*Task objective:*
Search the listing for the word "when" and return each line that contains it.

*Data provided:*
++++++++++++++++++++

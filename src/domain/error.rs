//! Errors raised while loading or querying configuration documents.

use thiserror::Error;

use crate::domain::Domain;

/// Errors that can occur while loading a domain's document.
#[derive(Debug, Clone, PartialEq, Eq, Error)]
pub enum ConfigError {
    /// The raw source for the domain could not be located.
    #[error("source for domain '{0}' not found")]
    SourceMissing(Domain),

    /// The source exists but reading it failed or timed out.
    #[error("source for domain '{domain}' unavailable: {reason}")]
    SourceUnavailable { domain: Domain, reason: String },

    /// The content could not be decoded into the domain's expected shape.
    #[error("failed to parse '{domain}' document: {reason}")]
    Parse { domain: Domain, reason: String },

    /// A domain name did not match any known domain.
    #[error("unknown domain '{0}'")]
    UnknownDomain(String),

    /// A feature flag name did not match any known flag.
    #[error("unknown feature flag '{0}'")]
    UnknownFeature(String),
}

impl ConfigError {
    /// Domain the error refers to, when there is one.
    pub fn domain(&self) -> Option<Domain> {
        match self {
            ConfigError::SourceMissing(domain)
            | ConfigError::SourceUnavailable { domain, .. }
            | ConfigError::Parse { domain, .. } => Some(*domain),
            ConfigError::UnknownDomain(_) | ConfigError::UnknownFeature(_) => None,
        }
    }

    /// Short label for metrics.
    pub fn kind(&self) -> &'static str {
        match self {
            ConfigError::SourceMissing(_) => "source_missing",
            ConfigError::SourceUnavailable { .. } => "source_unavailable",
            ConfigError::Parse { .. } => "parse_error",
            ConfigError::UnknownDomain(_) => "unknown_domain",
            ConfigError::UnknownFeature(_) => "unknown_feature",
        }
    }
}
//! Engine settings loading from disk.

use std::fs;
use std::path::Path;
use thiserror::Error;

use crate::config::schema::EngineConfig;
use crate::config::validation::{validate_config, ValidationError};

/// Error type for settings loading.
#[derive(Debug, Error)]
pub enum SettingsError {
    #[error("IO error: {0}")]
    Io(#[from] std::io::Error),

    #[error("Parse error: {0}")]
    Parse(#[from] toml::de::Error),

    #[error("Validation failed: {}", join_errors(.0))]
    Validation(Vec<ValidationError>),
}

fn join_errors(errors: &[ValidationError]) -> String {
    errors
        .iter()
        .map(ToString::to_string)
        .collect::<Vec<_>>()
        .join(", ")
}

/// Load and validate settings from a TOML file.
pub fn load_config(path: &Path) -> Result<EngineConfig, SettingsError> {
    let content = fs::read_to_string(path)?;
    parse_config(&content)
}

/// Parse and validate settings from TOML text.
pub fn parse_config(content: &str) -> Result<EngineConfig, SettingsError> {
    let config: EngineConfig = toml::from_str(content)?;
    validate_config(&config).map_err(SettingsError::Validation)?;
    Ok(config)
}

#[cfg(test)]
mod tests {
    use super::*;
    use crate::config::{LogFormat, StrategyPreference};
    use crate::domain::Domain;

    #[test]
    fn test_minimal_file_uses_defaults() {
        let config = parse_config("").unwrap();
        assert_eq!(config.watch.poll_interval_ms, 5_000);
        assert_eq!(config.watch.settle_delay_ms, 500);
        assert_eq!(config.reload.workers, 2);
        assert_eq!(config.sources.directory, "config");
    }

    #[test]
    fn test_full_file() {
        let config = parse_config(
            r#"
            [sources]
            directory = "/srv/conf"
            [sources.files]
            ui = "look.json"
            features = "flags.json"

            [watch]
            strategy = "poll"
            poll_interval_ms = 1000

            [observability]
            log_format = "json"
            "#,
        )
        .unwrap();

        assert_eq!(config.sources.directory, "/srv/conf");
        assert_eq!(config.sources.files.get(&Domain::Ui).unwrap(), "look.json");
        assert_eq!(config.sources.files.get(&Domain::FeatureFlags).unwrap(), "flags.json");
        assert_eq!(config.watch.strategy, StrategyPreference::Poll);
        assert_eq!(config.watch.poll_interval_ms, 1000);
        assert_eq!(config.observability.log_format, LogFormat::Json);
    }

    #[test]
    fn test_validation_error_message() {
        let err = parse_config("[reload]\nworkers = 0\n").unwrap_err();
        assert!(matches!(err, SettingsError::Validation(_)));
        assert_eq!(err.to_string(), "Validation failed: reload.workers: must be at least 1");
    }

    #[test]
    fn test_syntax_error() {
        let err = parse_config("[watch\n").unwrap_err();
        assert!(matches!(err, SettingsError::Parse(_)));
    }
}
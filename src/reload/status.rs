//! Results of reload passes.

use serde::Serialize;
use std::collections::BTreeMap;
use std::sync::Arc;

use crate::domain::{ConfigError, Domain, Snapshot};

/// A successful publish: the snapshot that was replaced and its replacement.
#[derive(Debug, Clone)]
pub struct ReloadOutcome {
    pub domain: Domain,
    pub previous: Option<Arc<Snapshot>>,
    pub current: Arc<Snapshot>,
}

/// What one `handle` call did.
#[derive(Debug, Clone)]
pub enum ReloadStatus {
    /// A newer snapshot was published and announced.
    Reloaded(ReloadOutcome),
    /// The source version was not newer than the current snapshot.
    Unchanged,
    /// Loading failed; the previous snapshot is still current.
    Failed(ConfigError),
    /// A reload was already running; it will pick this change up.
    Coalesced,
}

impl ReloadStatus {
    pub fn is_reloaded(&self) -> bool {
        matches!(self, ReloadStatus::Reloaded(_))
    }

    /// Short label for logs and metrics.
    pub fn label(&self) -> &'static str {
        match self {
            ReloadStatus::Reloaded(_) => "reloaded",
            ReloadStatus::Unchanged => "unchanged",
            ReloadStatus::Failed(e) => e.kind(),
            ReloadStatus::Coalesced => "coalesced",
        }
    }
}

/// Serializable per-domain result of a forced reload.
#[derive(Debug, Clone, PartialEq, Eq, Serialize)]
#[serde(tag = "status", rename_all = "snake_case")]
pub enum DomainReport {
    Reloaded { version: u64 },
    Unchanged,
    Failed { error: String },
    Coalesced,
}

impl From<&ReloadStatus> for DomainReport {
    fn from(status: &ReloadStatus) -> Self {
        match status {
            ReloadStatus::Reloaded(outcome) => DomainReport::Reloaded {
                version: outcome.current.source_version.get(),
            },
            ReloadStatus::Unchanged => DomainReport::Unchanged,
            ReloadStatus::Failed(e) => DomainReport::Failed { error: e.to_string() },
            ReloadStatus::Coalesced => DomainReport::Coalesced,
        }
    }
}

/// Result of reloading every domain; failures are reported per domain.
#[derive(Debug, Clone, Default)]
pub struct ForcedReload {
    pub results: BTreeMap<Domain, ReloadStatus>,
}

impl ForcedReload {
    pub fn status(&self, domain: Domain) -> Option<&ReloadStatus> {
        self.results.get(&domain)
    }

    /// Domains whose reload attempt failed, with the reason.
    pub fn failures(&self) -> Vec<(Domain, &ConfigError)> {
        self.results
            .iter()
            .filter_map(|(domain, status)| match status {
                ReloadStatus::Failed(e) => Some((*domain, e)),
                _ => None,
            })
            .collect()
    }

    pub fn all_succeeded(&self) -> bool {
        self.failures().is_empty()
    }

    pub fn report(&self) -> BTreeMap<Domain, DomainReport> {
        self.results
            .iter()
            .map(|(domain, status)| (*domain, DomainReport::from(status)))
            .collect()
    }
}

#[cfg(test)]
mod tests {
    use super::*;

    #[test]
    fn test_report_keeps_per_domain_results() {
        let mut forced = ForcedReload::default();
        forced.results.insert(Domain::App, ReloadStatus::Unchanged);
        forced
            .results
            .insert(Domain::Ui, ReloadStatus::Failed(ConfigError::SourceMissing(Domain::Ui)));

        assert!(!forced.all_succeeded());
        assert_eq!(forced.failures().len(), 1);

        let report = serde_json::to_value(forced.report()).unwrap();
        assert_eq!(report["app"]["status"], "unchanged");
        assert_eq!(report["ui"]["status"], "failed");
        assert_eq!(report["ui"]["error"], "source for domain 'ui' not found");
    }
}
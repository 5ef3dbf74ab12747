//! Engine settings subsystem.
//!
//! # Data Flow
//! ```text
//! settings file (TOML)
//!     → loader.rs (parse & deserialize)
//!     → validation.rs (semantic checks)
//!     → EngineConfig (validated, immutable)
//!     → handed to source, watcher, reload, broadcast and admin setup
//! ```
//!
//! # Design Decisions
//! - Settings are read once at startup; only the configuration documents reload
//! - All fields have defaults to allow minimal settings files
//! - Validation separates syntactic (serde) from semantic checks

pub mod loader;
pub mod schema;
pub mod validation;

pub use loader::{load_config, parse_config, SettingsError};
pub use schema::{
    AdminConfig, BroadcastConfig, EngineConfig, LogFormat, ObservabilityConfig, ReloadConfig,
    SourcesConfig, StrategyPreference, WatchConfig,
};
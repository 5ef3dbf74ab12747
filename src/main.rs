//! confwatch daemon.
//!
//! ```text
//!   config files ──notify/poll──▶ watcher ──mpsc──▶ dispatcher ──▶ coordinator
//!                                                                     │
//!                                     readers ◀── snapshot store ◀────┤
//!                                                                     ▼
//!                          WebSocket clients ◀── topic hub ◀── change broadcaster
//! ```

use clap::Parser;
use std::path::PathBuf;

use confwatch::config::{self, EngineConfig};
use confwatch::lifecycle::startup;
use confwatch::observability::{logging, metrics};

#[derive(Parser)]
#[command(name = "confwatch")]
#[command(about = "Live configuration hot-reload engine", long_about = None)]
struct Args {
    /// Engine settings file (TOML). Defaults are used when omitted.
    #[arg(short, long)]
    config: Option<PathBuf>,
}

#[tokio::main]
async fn main() -> Result<(), Box<dyn std::error::Error>> {
    let args = Args::parse();

    let settings = match &args.config {
        Some(path) => config::load_config(path)?,
        None => EngineConfig::default(),
    };

    logging::init(&settings.observability);
    tracing::info!(version = env!("CARGO_PKG_VERSION"), "confwatch starting");
    tracing::info!(
        directory = %settings.sources.directory,
        strategy = ?settings.watch.strategy,
        poll_interval_ms = settings.watch.poll_interval_ms,
        workers = settings.reload.workers,
        "Configuration loaded"
    );

    if settings.observability.metrics_enabled {
        match settings.observability.metrics_address.parse() {
            Ok(addr) => metrics::init_metrics(addr),
            Err(_) => tracing::error!(
                metrics_address = %settings.observability.metrics_address,
                "Failed to parse metrics address"
            ),
        }
    }

    startup::run(settings).await?;
    Ok(())
}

++++++++++++++++++++

*Exercise answer:*
    /// Domain the error refers to, when there is one.
    /// Engine settings file (TOML). Defaults are used when omitted.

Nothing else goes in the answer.